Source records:
....................

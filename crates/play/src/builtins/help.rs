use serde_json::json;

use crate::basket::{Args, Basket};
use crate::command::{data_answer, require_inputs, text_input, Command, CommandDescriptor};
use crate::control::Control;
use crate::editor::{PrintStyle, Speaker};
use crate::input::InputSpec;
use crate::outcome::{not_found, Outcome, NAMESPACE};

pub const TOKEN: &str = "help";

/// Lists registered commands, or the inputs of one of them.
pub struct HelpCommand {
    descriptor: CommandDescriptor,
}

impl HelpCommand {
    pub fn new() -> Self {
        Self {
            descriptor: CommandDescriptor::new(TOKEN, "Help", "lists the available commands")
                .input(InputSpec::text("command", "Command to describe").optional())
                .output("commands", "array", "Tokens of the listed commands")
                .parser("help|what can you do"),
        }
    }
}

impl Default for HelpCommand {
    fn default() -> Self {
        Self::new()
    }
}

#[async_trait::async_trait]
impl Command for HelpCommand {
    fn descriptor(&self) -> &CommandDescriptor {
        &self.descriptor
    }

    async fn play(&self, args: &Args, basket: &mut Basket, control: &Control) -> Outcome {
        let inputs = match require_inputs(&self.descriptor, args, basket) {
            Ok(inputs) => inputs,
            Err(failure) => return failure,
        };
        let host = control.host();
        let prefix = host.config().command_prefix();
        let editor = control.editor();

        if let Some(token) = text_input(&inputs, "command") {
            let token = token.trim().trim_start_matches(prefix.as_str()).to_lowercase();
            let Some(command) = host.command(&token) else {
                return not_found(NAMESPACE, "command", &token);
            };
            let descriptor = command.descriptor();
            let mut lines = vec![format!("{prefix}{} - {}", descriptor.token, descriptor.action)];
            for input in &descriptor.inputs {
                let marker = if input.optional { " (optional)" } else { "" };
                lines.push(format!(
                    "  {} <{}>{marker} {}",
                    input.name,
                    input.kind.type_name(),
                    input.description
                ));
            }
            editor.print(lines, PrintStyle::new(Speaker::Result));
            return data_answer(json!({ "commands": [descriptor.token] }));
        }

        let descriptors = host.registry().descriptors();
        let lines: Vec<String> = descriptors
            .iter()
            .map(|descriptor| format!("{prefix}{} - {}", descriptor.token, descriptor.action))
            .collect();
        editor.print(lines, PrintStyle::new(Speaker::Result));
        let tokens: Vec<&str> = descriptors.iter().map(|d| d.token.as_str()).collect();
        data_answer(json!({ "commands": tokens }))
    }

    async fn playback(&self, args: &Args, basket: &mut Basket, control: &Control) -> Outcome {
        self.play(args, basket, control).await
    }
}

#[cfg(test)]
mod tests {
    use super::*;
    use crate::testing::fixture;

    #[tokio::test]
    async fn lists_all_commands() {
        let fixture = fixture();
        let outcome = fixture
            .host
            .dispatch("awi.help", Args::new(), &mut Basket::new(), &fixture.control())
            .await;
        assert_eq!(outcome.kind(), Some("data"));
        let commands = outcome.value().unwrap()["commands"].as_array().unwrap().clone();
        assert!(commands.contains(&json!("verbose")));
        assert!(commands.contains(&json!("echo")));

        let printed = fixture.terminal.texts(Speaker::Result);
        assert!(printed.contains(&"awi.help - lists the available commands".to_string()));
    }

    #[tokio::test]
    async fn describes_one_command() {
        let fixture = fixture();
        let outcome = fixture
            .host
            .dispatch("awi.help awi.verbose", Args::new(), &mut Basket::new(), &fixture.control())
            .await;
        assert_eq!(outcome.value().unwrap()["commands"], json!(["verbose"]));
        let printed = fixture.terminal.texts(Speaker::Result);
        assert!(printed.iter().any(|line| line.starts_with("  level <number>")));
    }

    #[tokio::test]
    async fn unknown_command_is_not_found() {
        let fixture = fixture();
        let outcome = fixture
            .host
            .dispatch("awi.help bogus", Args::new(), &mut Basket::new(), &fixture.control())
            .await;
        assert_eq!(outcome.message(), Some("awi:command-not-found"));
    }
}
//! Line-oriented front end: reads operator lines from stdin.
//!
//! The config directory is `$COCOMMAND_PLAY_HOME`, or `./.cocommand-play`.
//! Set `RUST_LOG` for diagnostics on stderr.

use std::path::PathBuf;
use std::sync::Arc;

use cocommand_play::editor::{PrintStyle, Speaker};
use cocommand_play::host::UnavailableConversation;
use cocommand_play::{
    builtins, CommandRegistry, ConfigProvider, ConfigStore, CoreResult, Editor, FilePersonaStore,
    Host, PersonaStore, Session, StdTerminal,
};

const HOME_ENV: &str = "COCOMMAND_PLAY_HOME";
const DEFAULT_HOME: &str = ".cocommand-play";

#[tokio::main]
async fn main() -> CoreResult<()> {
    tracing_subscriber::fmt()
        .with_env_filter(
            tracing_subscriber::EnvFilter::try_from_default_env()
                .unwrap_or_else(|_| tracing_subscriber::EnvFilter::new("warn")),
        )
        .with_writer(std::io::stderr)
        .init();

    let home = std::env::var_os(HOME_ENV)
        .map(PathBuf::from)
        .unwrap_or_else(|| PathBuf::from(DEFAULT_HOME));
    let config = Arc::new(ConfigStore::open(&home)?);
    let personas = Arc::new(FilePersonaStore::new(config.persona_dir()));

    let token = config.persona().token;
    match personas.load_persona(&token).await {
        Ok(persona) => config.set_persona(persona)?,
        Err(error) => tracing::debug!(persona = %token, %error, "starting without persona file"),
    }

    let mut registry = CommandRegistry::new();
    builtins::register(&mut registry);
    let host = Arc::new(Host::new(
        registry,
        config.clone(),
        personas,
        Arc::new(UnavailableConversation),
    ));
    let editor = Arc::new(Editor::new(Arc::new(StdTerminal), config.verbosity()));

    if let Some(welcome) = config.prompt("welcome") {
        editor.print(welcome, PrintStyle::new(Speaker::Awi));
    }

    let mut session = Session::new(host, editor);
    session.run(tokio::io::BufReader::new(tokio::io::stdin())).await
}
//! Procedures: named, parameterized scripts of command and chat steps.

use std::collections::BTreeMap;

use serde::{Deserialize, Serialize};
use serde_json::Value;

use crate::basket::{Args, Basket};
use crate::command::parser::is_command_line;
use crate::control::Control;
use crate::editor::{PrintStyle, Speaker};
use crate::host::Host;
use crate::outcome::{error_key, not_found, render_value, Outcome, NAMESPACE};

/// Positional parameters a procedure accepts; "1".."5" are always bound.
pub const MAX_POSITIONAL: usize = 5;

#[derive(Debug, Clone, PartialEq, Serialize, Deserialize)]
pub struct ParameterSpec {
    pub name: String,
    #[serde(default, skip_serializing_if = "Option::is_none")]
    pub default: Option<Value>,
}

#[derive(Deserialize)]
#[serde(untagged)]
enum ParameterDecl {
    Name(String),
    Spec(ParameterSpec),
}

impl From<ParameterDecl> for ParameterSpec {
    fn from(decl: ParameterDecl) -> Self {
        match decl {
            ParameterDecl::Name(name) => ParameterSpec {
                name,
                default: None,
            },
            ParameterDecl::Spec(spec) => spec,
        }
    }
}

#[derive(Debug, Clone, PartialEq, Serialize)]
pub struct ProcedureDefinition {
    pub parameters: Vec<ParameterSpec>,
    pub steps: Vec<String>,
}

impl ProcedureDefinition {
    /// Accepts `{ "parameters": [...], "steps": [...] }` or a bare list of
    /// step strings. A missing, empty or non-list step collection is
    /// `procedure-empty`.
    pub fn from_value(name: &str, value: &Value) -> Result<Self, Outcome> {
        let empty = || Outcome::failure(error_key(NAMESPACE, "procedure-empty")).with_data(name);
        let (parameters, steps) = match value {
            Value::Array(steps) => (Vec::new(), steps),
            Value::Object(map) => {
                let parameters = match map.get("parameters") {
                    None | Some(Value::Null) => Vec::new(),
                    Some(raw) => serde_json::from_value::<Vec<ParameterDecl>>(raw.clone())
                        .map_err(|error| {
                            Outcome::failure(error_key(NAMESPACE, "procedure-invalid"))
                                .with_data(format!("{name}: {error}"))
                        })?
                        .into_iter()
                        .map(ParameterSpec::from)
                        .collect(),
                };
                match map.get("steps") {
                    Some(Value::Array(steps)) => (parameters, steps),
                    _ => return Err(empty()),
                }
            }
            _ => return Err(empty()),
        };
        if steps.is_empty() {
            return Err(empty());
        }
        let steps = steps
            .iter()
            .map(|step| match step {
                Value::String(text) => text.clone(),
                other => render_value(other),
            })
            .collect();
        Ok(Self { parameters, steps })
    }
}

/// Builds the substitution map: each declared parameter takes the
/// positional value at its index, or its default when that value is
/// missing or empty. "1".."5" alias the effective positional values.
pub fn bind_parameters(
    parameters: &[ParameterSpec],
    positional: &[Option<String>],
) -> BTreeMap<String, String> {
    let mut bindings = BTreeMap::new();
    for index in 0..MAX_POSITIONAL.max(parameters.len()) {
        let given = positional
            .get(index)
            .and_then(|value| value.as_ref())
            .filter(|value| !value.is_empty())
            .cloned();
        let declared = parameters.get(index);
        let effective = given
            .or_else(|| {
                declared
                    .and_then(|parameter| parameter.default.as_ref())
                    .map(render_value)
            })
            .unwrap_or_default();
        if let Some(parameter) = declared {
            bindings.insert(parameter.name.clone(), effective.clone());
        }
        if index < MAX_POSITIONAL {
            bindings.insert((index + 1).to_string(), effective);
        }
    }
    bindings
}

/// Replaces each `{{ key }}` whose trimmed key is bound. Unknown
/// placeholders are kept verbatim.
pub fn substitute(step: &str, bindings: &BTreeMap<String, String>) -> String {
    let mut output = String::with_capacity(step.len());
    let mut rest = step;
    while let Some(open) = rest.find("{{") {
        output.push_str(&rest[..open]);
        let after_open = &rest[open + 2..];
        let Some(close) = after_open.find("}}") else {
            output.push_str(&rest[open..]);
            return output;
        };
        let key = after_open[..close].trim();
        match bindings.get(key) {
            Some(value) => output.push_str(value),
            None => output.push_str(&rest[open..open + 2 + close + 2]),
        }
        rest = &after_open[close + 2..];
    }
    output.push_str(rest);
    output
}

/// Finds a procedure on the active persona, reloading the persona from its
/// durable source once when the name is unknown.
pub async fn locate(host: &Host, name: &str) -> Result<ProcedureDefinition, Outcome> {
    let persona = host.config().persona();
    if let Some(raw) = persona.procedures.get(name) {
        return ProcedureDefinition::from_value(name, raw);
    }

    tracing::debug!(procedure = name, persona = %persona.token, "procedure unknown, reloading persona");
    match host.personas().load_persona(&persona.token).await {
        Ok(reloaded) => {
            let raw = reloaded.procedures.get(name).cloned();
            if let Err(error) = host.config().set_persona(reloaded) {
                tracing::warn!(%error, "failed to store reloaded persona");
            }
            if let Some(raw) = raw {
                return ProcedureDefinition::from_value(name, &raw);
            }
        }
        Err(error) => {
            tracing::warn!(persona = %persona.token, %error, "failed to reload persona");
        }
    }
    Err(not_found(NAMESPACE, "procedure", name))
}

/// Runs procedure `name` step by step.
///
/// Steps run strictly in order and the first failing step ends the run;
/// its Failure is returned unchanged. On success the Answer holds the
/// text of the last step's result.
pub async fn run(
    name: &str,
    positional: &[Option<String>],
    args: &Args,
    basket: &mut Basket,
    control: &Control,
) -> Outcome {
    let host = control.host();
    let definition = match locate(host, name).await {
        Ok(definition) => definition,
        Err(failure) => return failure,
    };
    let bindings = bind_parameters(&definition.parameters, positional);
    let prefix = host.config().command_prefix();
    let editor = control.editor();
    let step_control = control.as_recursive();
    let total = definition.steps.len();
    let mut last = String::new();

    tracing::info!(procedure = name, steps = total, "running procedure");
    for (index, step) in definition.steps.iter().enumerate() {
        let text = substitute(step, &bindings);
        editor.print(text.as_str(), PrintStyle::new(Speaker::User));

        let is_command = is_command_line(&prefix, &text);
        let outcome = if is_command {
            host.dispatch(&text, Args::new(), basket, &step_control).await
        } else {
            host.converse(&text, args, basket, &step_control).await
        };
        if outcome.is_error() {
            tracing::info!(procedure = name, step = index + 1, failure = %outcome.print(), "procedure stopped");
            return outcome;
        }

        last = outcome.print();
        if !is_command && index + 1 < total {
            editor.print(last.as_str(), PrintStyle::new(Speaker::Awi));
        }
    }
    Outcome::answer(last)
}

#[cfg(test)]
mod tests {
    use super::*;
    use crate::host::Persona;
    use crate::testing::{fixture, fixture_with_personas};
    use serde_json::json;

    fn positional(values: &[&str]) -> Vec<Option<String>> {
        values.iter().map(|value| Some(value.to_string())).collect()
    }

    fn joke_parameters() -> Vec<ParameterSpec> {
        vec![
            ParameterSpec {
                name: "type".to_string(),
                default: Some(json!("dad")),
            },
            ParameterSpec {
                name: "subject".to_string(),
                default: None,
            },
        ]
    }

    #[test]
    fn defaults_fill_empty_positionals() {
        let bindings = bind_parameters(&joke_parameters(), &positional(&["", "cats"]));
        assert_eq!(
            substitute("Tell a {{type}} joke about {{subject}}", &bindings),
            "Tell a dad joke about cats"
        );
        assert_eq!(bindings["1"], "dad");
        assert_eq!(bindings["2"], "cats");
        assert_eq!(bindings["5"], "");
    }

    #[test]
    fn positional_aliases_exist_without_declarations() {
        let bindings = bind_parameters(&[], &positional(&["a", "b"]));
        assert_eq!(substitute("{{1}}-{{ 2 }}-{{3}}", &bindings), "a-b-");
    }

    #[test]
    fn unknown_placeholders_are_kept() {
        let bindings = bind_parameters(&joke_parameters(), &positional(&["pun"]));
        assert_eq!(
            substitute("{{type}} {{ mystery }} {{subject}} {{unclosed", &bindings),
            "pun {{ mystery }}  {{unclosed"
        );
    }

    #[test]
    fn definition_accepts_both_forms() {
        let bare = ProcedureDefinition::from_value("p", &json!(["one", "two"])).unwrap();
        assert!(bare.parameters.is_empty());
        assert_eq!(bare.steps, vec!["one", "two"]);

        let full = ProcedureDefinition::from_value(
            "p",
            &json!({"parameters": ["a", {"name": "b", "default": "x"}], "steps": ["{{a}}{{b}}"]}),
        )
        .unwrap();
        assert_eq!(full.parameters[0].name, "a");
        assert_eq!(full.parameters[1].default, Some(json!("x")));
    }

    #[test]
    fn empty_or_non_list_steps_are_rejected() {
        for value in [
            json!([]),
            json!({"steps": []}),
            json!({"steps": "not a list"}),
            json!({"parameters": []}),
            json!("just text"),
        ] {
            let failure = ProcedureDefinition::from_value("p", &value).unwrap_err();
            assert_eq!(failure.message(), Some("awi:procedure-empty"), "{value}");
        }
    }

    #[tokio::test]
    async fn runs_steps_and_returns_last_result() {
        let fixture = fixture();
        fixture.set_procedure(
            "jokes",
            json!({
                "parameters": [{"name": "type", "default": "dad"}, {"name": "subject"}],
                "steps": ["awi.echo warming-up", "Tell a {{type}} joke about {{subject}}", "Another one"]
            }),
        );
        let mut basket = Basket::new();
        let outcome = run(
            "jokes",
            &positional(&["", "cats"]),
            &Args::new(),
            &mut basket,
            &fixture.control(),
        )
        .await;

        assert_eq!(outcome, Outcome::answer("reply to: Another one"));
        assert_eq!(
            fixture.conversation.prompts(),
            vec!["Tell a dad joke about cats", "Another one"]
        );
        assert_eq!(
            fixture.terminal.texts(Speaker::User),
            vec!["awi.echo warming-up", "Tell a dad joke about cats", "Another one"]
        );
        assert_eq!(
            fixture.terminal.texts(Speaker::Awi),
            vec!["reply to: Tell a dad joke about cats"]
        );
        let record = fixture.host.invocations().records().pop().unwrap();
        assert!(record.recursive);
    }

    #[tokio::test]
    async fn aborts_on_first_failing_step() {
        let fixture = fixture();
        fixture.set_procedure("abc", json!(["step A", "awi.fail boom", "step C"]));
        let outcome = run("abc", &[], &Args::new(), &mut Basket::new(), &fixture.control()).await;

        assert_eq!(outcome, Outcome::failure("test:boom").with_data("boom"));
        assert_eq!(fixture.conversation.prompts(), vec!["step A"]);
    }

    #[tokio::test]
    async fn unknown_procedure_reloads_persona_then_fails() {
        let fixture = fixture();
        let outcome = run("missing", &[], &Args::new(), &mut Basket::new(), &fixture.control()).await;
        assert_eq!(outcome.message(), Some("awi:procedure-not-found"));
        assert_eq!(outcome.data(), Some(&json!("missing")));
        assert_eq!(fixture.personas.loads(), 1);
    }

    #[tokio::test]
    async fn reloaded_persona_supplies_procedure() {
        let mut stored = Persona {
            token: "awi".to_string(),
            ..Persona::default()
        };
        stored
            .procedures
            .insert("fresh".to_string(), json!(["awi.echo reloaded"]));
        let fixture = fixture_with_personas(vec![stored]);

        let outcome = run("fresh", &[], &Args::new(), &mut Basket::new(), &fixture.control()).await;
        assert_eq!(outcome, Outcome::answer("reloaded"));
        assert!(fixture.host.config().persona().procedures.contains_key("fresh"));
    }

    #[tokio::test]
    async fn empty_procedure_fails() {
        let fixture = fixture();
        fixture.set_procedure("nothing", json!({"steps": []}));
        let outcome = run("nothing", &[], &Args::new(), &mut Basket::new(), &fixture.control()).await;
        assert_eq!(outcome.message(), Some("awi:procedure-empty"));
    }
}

....................

» YOUR TASK
Give the number of lines in the entries above that contain the word "substitute", with no accompanying text.

» ANSWER SPACE
5